Musée des beaux-arts du Canada / National Gallery of Canada

Bulletin 8  (IV:2), 1966

Accueil
English
Introduction
Histoire
Index annuel
Auteur et Sujet
Crédits
Contact

Résumé

Réalisme, Surréalisme et Célébration:

Les peintures d'Alex Colville dans la 
Collection de la Galerie nationale du Canada


par Patrick A. E. Hutchings


English article


Page  1

Célébrer les dieux, les héros, les événements d'une époque, est une des hautes fonctions de l'art.
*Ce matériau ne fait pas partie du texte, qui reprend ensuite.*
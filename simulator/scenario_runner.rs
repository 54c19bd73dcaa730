// Scenario Runner - Load and execute experiment batches from YAML files
//
// Usage:
//   cargo run --bin scenario_runner scenarios/baseline.yaml
//   cargo run --bin scenario_runner scenarios/  (runs all .yaml files in directory)
//   cargo run --bin scenario_runner scenarios/clustered.yaml --debug

use std::env;
use std::fs;
use std::path::Path;
use std::process;

use log::{error, info, LevelFilter};
use simple_logger::SimpleLogger;

use gossip_model::{ExperimentConfig, ExperimentRunner};

/// Scenario file format
#[derive(Debug, serde::Deserialize)]
struct ScenarioFile {
    /// Scenario metadata
    #[serde(default)]
    meta: ScenarioMeta,

    /// Experiments, run in file order
    experiments: Vec<ExperimentConfig>,
}

#[derive(Debug, Default, serde::Deserialize)]
struct ScenarioMeta {
    name: Option<String>,
    description: Option<String>,
}

fn main() {
    let args: Vec<String> = env::args().collect();

    if args.len() < 2 {
        eprintln!("Usage: {} <scenario.yaml | directory/> [--debug]", args[0]);
        eprintln!("\nExamples:");
        eprintln!("  {} scenarios/baseline.yaml", args[0]);
        eprintln!("  {} scenarios/", args[0]);
        process::exit(1);
    }

    let debug = args[2..].iter().any(|a| a == "--debug");
    if let Err(e) = SimpleLogger::new().with_level(LevelFilter::Info).init() {
        eprintln!("logger unavailable: {}", e);
    }

    let path = Path::new(&args[1]);
    if path.is_file() {
        run_scenario_file(path, debug);
    } else if path.is_dir() {
        run_scenario_directory(path, debug);
    } else {
        eprintln!("Error: Path does not exist: {}", path.display());
        process::exit(1);
    }
}

fn run_scenario_directory(dir: &Path, debug: bool) {
    let mut scenarios = Vec::new();

    // Find all .yaml files
    if let Ok(entries) = fs::read_dir(dir) {
        for entry in entries.flatten() {
            let path = entry.path();
            if path.extension().and_then(|s| s.to_str()) == Some("yaml")
                || path.extension().and_then(|s| s.to_str()) == Some("yml")
            {
                scenarios.push(path);
            }
        }
    }

    scenarios.sort();

    if scenarios.is_empty() {
        eprintln!("No .yaml files found in {}", dir.display());
        process::exit(1);
    }

    println!("Found {} scenario(s) to run\n", scenarios.len());

    for (i, scenario_path) in scenarios.iter().enumerate() {
        println!("\n{}/{} Running: {}\n", i + 1, scenarios.len(), scenario_path.display());
        run_scenario_file(scenario_path, debug);
    }
}

fn load_scenario(path: &Path) -> Result<ScenarioFile, String> {
    let yaml_content = fs::read_to_string(path)
        .map_err(|e| format!("Failed to read {}: {}", path.display(), e))?;

    serde_yaml::from_str(&yaml_content)
        .map_err(|e| format!("Failed to parse {}: {}", path.display(), e))
}

fn run_scenario_file(path: &Path, debug: bool) {
    info!("Loading scenario from: {}", path.display());

    let scenario = load_scenario(path).unwrap_or_else(|e| {
        eprintln!("{}", e);
        process::exit(1);
    });

    // every experiment is checked before the first one runs
    let mut runners = Vec::with_capacity(scenario.experiments.len());
    for (i, mut config) in scenario.experiments.into_iter().enumerate() {
        config.debug |= debug;
        match ExperimentRunner::new(config) {
            Ok(runner) => runners.push(runner),
            Err(e) => {
                error!("experiment #{} in {}: {}", i + 1, path.display(), e);
                process::exit(1);
            }
        }
    }

    match &scenario.meta.name {
        Some(name) => println!("=== {} ===", name),
        None => println!("=== {} ===", path.display()),
    }
    if let Some(ref desc) = scenario.meta.description {
        println!("{}\n", desc);
    }

    for runner in runners {
        let config = runner.config();
        println!(
            "Algorithm: {}  Leader: {}  Trials: {}  Link probability: {}  Clusters: {}",
            config.algorithm,
            config.leader,
            config.trials,
            config.default_probability,
            config.clusters.len()
        );

        match runner.run() {
            Ok(report) if runner.config().debug => println!("{}", report.histogram_line()),
            Ok(report) => println!("{}\n", report),
            Err(e) => {
                error!("{}", e);
                process::exit(1);
            }
        }
    }
}
//! Shared randomness for topology generation and target selection.
//!
//! Every draw is taken from the operating system's cryptographically strong
//! generator, so runs are never reproducible and the source carries no state
//! that would need locking between worker threads.

use rand::rngs::OsRng;
use rand::seq::SliceRandom;
use rand::{Rng, RngCore};

/// Uniform random source backed by OS entropy.
///
/// The source is stateless, so one instance (or copies of it) can be used
/// from any number of threads at once.
#[derive(Debug, Clone, Copy, Default)]
pub struct RandomSource {
    _private: (),
}

impl RandomSource {
    pub fn new() -> Self {
        Self { _private: () }
    }

    /// Uniformly distributed non-negative 63 bit integer
    pub fn next_i63(&self) -> i64 {
        (OsRng.next_u64() & (u64::MAX >> 1)) as i64
    }

    /// Uniform draw from `0..bound`. `bound` must be positive.
    pub fn gen_index(&self, bound: usize) -> usize {
        assert!(bound > 0, "cannot draw from an empty range");
        OsRng.gen_range(0..bound)
    }

    /// `true` with probability `p` (callers validate `p` is within [0, 1])
    pub fn gen_bool(&self, p: f64) -> bool {
        OsRng.gen_bool(p)
    }

    /// Random permutation of `0..n`
    pub fn permutation(&self, n: usize) -> Vec<usize> {
        let mut ids: Vec<usize> = (0..n).collect();
        ids.shuffle(&mut OsRng);
        ids
    }

    /// Deterministic replay is not supported: any attempt to seed aborts.
    pub fn reseed(&self, seed: u64) -> ! {
        panic!("RandomSource draws from OS entropy and cannot be seeded (got {seed})");
    }
}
Alex Colville célèbre la vie quotidienne d'une société de classe moyenne et démocratique. En célébrant l'homme moyen, il le montre dans sa noblesse existentielle et non-héroique. Par son réalisme, l'art de Colville satisfait aussi le goût de l'homme moyen pour un art où il peut reconnaître des situations et des objets qui lui sont familiers. Famille sous l'orage (Fig.1) célèbre la banalité d'une scène familiale avec grandeur, et les objets peints ont une qualité épique que la technique de la détrempe rend très bien. La technique n'est pas cependant seule responsable de la dignité du sujet peint qui, elle, vient de la vision personnelle de l'artiste.
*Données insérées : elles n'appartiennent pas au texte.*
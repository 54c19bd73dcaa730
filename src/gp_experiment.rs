//! Experiment configuration and the concurrent multi-trial runner.

use std::num::NonZeroUsize;
use std::thread;
use std::time::Instant;

use crossbeam_channel::Receiver;
use log::{debug, info, warn};
use serde::Deserialize;

use crate::gp_aggregator::{ExperimentReport, ResultAggregator};
use crate::gp_epoch::{EpochDriver, TrialOutcome};
use crate::gp_interface::{check_probability, Algorithm, ClusterSpec, GossipError, NodeId};
use crate::gp_network::{Network, TopologyBuilder};
use crate::gp_random::RandomSource;

// ============================================================================
// Configuration
// ============================================================================

/// Parameters of a batch of trials
#[derive(Debug, Clone, PartialEq, Deserialize)]
#[serde(default, deny_unknown_fields)]
pub struct ExperimentConfig {
    /// Number of nodes in each network
    pub size: usize,

    /// Targets chosen per sender and epoch, ideally `0 < fanout < size`
    pub fanout: usize,

    /// Node holding the data before the first epoch
    pub leader: NodeId,

    /// Number of independent trials
    pub trials: usize,

    /// Link probability for node pairs that do not share a cluster
    pub default_probability: f64,

    /// Clusters, filled in list order
    pub clusters: Vec<ClusterSpec>,

    pub algorithm: Algorithm,

    /// Dump the history of stalled trials
    pub debug: bool,
}

impl Default for ExperimentConfig {
    fn default() -> Self {
        Self {
            size: 100,
            fanout: 10,
            leader: 0,
            trials: 10,
            default_probability: 1.0,
            clusters: Vec::new(),
            algorithm: Algorithm::NaiveOnce,
            debug: false,
        }
    }
}

impl ExperimentConfig {
    /// Reject configurations that can not produce a single trial
    pub fn validate(&self) -> Result<(), GossipError> {
        if self.size == 0 {
            return Err(GossipError::InvalidSize);
        }
        if self.leader >= self.size {
            return Err(GossipError::InvalidLeader {
                leader: self.leader,
                size: self.size,
            });
        }
        if self.trials == 0 {
            return Err(GossipError::InvalidTrials);
        }
        check_probability(self.default_probability)?;
        for cluster in &self.clusters {
            check_probability(cluster.probability)?;
        }

        if self.fanout == 0 || self.fanout >= self.size {
            warn!(
                "fan-out {} outside of 1..{}: trials may not converge",
                self.fanout, self.size
            );
        }
        Ok(())
    }

    /// Fresh network for one trial, leader already holding the data
    pub fn build_network(&self, rng: &RandomSource) -> Result<Network, GossipError> {
        let mut network = TopologyBuilder::new(self.size)
            .with_clusters(self.clusters.clone())
            .with_default_probability(self.default_probability)
            .build(rng)?;
        network.visit_node(self.leader)?;
        Ok(network)
    }

    /// Build a network and drive it to completion
    pub fn run_trial(&self, rng: &RandomSource) -> Result<TrialOutcome, GossipError> {
        let mut network = self.build_network(rng)?;
        let mut driver = EpochDriver::new(self.algorithm, self.fanout).with_debug(self.debug);
        Ok(driver.run(&mut network, rng))
    }
}

// ============================================================================
// Runner
// ============================================================================

/// Worker count used when none is given: one and a half times the available
/// parallelism, rounded down
pub fn default_worker_count() -> usize {
    let cpus = thread::available_parallelism()
        .map(NonZeroUsize::get)
        .unwrap_or(1);
    (cpus + cpus / 2).max(1)
}

/// Runs every trial of a configuration across a fixed pool of workers
pub struct ExperimentRunner {
    config: ExperimentConfig,
    rng: RandomSource,
    workers: usize,
}

impl ExperimentRunner {
    /// Validates the configuration; no trial runs if it is rejected
    pub fn new(config: ExperimentConfig) -> Result<Self, GossipError> {
        config.validate()?;
        Ok(Self {
            config,
            rng: RandomSource::new(),
            workers: default_worker_count(),
        })
    }

    pub fn with_workers(mut self, workers: usize) -> Self {
        self.workers = workers.max(1);
        self
    }

    pub fn config(&self) -> &ExperimentConfig {
        &self.config
    }

    pub fn workers(&self) -> usize {
        self.workers
    }

    pub fn run(&self) -> Result<ExperimentReport, GossipError> {
        let start = Instant::now();
        let trials = self.config.trials;

        info!(
            "running {} trials of {} (size {}, fan-out {}) on {} workers",
            trials, self.config.algorithm, self.config.size, self.config.fanout, self.workers
        );

        // every trial is queued up front, workers only drain
        let (jobs, queue) = crossbeam_channel::bounded(trials);
        for trial in 0..trials {
            jobs.send(trial).expect("trial queue sized for every trial");
        }
        drop(jobs);

        let aggregator = ResultAggregator::new();

        let results: Vec<Result<usize, GossipError>> = thread::scope(|s| {
            let handles: Vec<_> = (0..self.workers.min(trials))
                .map(|worker| {
                    let queue = queue.clone();
                    let aggregator = &aggregator;
                    s.spawn(move || self.work(worker, queue, aggregator))
                })
                .collect();

            handles
                .into_iter()
                .map(|handle| match handle.join() {
                    Ok(result) => result,
                    Err(panic) => std::panic::resume_unwind(panic),
                })
                .collect()
        });

        for result in results {
            result?;
        }

        let mut report = aggregator.into_report(&self.config);
        report.elapsed = start.elapsed();

        info!(
            "{} trials finished in {:?}: {} filled, {} non-convergent",
            trials,
            report.elapsed,
            report.filled(),
            report.non_convergent
        );
        Ok(report)
    }

    fn work(
        &self,
        worker: usize,
        queue: Receiver<usize>,
        aggregator: &ResultAggregator,
    ) -> Result<usize, GossipError> {
        let mut completed = 0;
        for trial in queue.iter() {
            let outcome = self.config.run_trial(&self.rng)?;
            debug!("worker {}: trial {} -> {:?}", worker, trial, outcome);
            aggregator.record(outcome);
            completed += 1;
        }
        Ok(completed)
    }
}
La Course à la nage ( Fig. 3) est encore une scène banale et éphémère, mais le réalisme méticuleux de Colville confère aux nageuses une qualité sculpturale dont la monumentalité et la permanence rappellent Maillol.

Le travail détache l'homme de la nature et l'homme ne peut s'identifier uniquement à la nécessité du travail. La Femme à la corde à linge (Fig. 4) illustre cette double aliénation; la femme est raide et absente de son travail. Cette dissociation de la personne et de son travail souligne le thème plus vaste de la tragédie romantique, à savoir l'aliénation nécessaire et essentielle de l'homme face à la nature. Colville ne raconte pas une histoire mais il peint là un emblème que nous saisissons intuitivement. Ce tableau est métaphysiquement vrai en ce qu'il représente quelque chose de fondamental dans la réalité et dans la condition humaine.
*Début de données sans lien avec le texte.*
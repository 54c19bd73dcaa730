//! Thread-safe aggregation of trial outcomes and the final report built from it.

use std::collections::BTreeMap;
use std::fmt;
use std::sync::{Mutex, PoisonError};
use std::time::Duration;

use crate::gp_epoch::TrialOutcome;
use crate::gp_experiment::ExperimentConfig;
use crate::gp_interface::{Algorithm, HISTOGRAM_BUCKETS};

/// Collects outcomes from every worker of a batch.
///
/// Each counter has its own lock. The aggregator is consumed by
/// `into_report`, so nothing can be recorded once the report exists.
#[derive(Debug, Default)]
pub struct ResultAggregator {
    /// epochs to fill -> number of trials
    histogram: Mutex<BTreeMap<usize, usize>>,
    reused: Mutex<usize>,
    non_convergent: Mutex<usize>,
}

impl ResultAggregator {
    pub fn new() -> Self {
        Self::default()
    }

    pub fn record_epochs(&self, epochs: usize) {
        let mut histogram = self.histogram.lock().unwrap_or_else(PoisonError::into_inner);
        *histogram.entry(epochs).or_insert(0) += 1;
    }

    pub fn add_reused(&self, reused: usize) {
        *self.reused.lock().unwrap_or_else(PoisonError::into_inner) += reused;
    }

    pub fn record_non_convergent(&self) {
        *self.non_convergent.lock().unwrap_or_else(PoisonError::into_inner) += 1;
    }

    /// Fold one trial outcome into the counters
    pub fn record(&self, outcome: TrialOutcome) {
        match outcome {
            TrialOutcome::Filled { epochs, reused } => {
                self.record_epochs(epochs);
                self.add_reused(reused);
            }
            TrialOutcome::NonConvergent => self.record_non_convergent(),
        }
    }

    pub fn into_report(self, config: &ExperimentConfig) -> ExperimentReport {
        ExperimentReport {
            size: config.size,
            fanout: config.fanout,
            algorithm: config.algorithm,
            trials: config.trials,
            histogram: self
                .histogram
                .into_inner()
                .unwrap_or_else(PoisonError::into_inner),
            total_reused: self.reused.into_inner().unwrap_or_else(PoisonError::into_inner),
            non_convergent: self
                .non_convergent
                .into_inner()
                .unwrap_or_else(PoisonError::into_inner),
            elapsed: Duration::ZERO,
        }
    }
}

// ============================================================================
// Report
// ============================================================================

/// Aggregated statistics of a finished batch
#[derive(Debug, Clone, PartialEq)]
pub struct ExperimentReport {
    pub size: usize,
    pub fanout: usize,
    pub algorithm: Algorithm,
    pub trials: usize,
    /// epochs to fill -> number of trials
    pub histogram: BTreeMap<usize, usize>,
    /// Redundant sends summed over the filled trials
    pub total_reused: usize,
    pub non_convergent: usize,
    /// Wall time of the whole batch
    pub elapsed: Duration,
}

impl ExperimentReport {
    pub fn histogram(&self) -> &BTreeMap<usize, usize> {
        &self.histogram
    }

    pub fn filled(&self) -> usize {
        self.histogram.values().sum()
    }

    /// Integer mean of redundant sends over all trials
    pub fn mean_reused(&self) -> usize {
        if self.trials == 0 {
            0
        } else {
            self.total_reused / self.trials
        }
    }

    /// Percentage of trials stopped by the epoch guard
    pub fn non_convergence_rate(&self) -> f64 {
        self.percent_of_trials(self.non_convergent)
    }

    /// `(epochs, trials, percentage)` for every observed epoch count, ascending
    pub fn coverage_percentages(&self) -> Vec<(usize, usize, f64)> {
        self.histogram
            .iter()
            .map(|(&epochs, &count)| (epochs, count, self.percent_of_trials(count)))
            .collect()
    }

    /// Dense `size;fanout;c0;...;c19;` line, `ck` counting trials filled
    /// during epoch index `k`
    pub fn histogram_line(&self) -> String {
        let mut line = format!("{};{};", self.size, self.fanout);
        for index in 0..HISTOGRAM_BUCKETS {
            let count = self.histogram.get(&(index + 1)).copied().unwrap_or(0);
            line.push_str(&format!("{};", count));
        }
        line
    }

    pub fn print_summary(&self) {
        println!("{}", self);
    }

    fn percent_of_trials(&self, count: usize) -> f64 {
        if self.trials == 0 {
            0.0
        } else {
            count as f64 / self.trials as f64 * 100.0
        }
    }
}

impl fmt::Display for ExperimentReport {
    fn fmt(&self, f: &mut fmt::Formatter<'_>) -> fmt::Result {
        writeln!(f, "Size: {} Fan-out: {}", self.size, self.fanout)?;
        for (epochs, count, percent) in self.coverage_percentages() {
            write!(f, "{}:{} ({:.2}%)  ", epochs, count, percent)?;
        }
        writeln!(
            f,
            "inf:{} ({:.2}%)",
            self.non_convergent,
            self.non_convergence_rate()
        )?;
        write!(f, "Reused avg: {}", self.mean_reused())
    }
}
Il y a aussi chez Colville, à la fois, des éléments de surréalisme authentique et des éléments de surréalisme apparent. Prenons un exemple de ce que nous appellerons le préraphaélisme extatique de Colville: Le Chien dans un champ (reproduit sur la couverture) est aussi méticuleusement exécuté qu'un tableau de Holman Hunt mais il n'illustre ni « message » ni thème. Le quasi-surréalisme n'est qu'une passion pour le réalisme, qu'un amour véritable du métier de peintre. La Femme, l'homme et le bateau ( Fig. 5) et Quatre Personnages sur un quai (Fig. 6) sont des tableaux positivement mais doucement surréalistes qui suscitent le problème de savoir si l'oeuvre entière de Colville est généralement surréaliste. Le surréalisme de Colville est plus froid, plus contrôlé, moins épatant que celui de Magritte. La Femme, l'homme et le bateau évite habilement le réalisme pur, et les symboles de l'inconscient sont présentés avec un classicisme froid qui rappelle Poussin plutôt que Delvaux. Colville donne là une image de l'innocence perdue.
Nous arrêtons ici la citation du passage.